> Task to complete: Show every line from the data below that includes "Deserialize".

> Material provided:

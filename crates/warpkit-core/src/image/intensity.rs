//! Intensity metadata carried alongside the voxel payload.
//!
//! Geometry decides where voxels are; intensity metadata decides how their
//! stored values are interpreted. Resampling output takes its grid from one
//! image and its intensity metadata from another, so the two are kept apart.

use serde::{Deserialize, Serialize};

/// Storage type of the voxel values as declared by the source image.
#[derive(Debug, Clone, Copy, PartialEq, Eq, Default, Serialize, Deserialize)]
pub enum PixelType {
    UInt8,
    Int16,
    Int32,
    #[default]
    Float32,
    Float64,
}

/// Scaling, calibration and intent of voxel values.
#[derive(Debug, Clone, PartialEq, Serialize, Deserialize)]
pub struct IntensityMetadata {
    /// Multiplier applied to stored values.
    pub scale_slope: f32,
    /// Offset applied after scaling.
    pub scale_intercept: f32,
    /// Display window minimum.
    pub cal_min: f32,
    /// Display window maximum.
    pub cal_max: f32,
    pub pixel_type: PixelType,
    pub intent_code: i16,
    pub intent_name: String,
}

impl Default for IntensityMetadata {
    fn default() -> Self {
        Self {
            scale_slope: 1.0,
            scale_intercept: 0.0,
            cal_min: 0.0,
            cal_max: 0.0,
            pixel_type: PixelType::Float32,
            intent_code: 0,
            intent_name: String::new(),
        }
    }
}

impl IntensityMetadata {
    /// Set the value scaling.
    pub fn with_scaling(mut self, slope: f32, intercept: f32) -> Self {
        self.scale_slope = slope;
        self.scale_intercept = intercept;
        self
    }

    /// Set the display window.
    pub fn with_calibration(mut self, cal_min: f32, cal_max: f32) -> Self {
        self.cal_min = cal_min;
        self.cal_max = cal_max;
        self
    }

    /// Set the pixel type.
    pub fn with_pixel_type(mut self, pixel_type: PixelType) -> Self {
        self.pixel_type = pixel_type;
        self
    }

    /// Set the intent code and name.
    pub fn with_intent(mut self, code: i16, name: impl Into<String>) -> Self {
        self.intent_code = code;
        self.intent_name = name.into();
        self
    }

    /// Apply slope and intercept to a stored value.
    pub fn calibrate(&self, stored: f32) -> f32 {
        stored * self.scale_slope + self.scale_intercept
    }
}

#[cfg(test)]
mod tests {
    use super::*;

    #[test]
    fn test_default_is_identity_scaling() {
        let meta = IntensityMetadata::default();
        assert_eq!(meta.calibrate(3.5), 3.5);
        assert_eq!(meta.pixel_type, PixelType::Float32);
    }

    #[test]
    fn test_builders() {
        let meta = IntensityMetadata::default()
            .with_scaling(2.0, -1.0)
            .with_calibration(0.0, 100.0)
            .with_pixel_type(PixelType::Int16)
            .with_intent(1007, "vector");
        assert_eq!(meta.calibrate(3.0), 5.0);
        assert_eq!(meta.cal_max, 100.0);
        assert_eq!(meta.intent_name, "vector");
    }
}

> Completed task:
use serde::{Deserialize, Serialize};
#[derive(Debug, Clone, Copy, PartialEq, Eq, Default, Serialize, Deserialize)]
#[derive(Debug, Clone, PartialEq, Serialize, Deserialize)]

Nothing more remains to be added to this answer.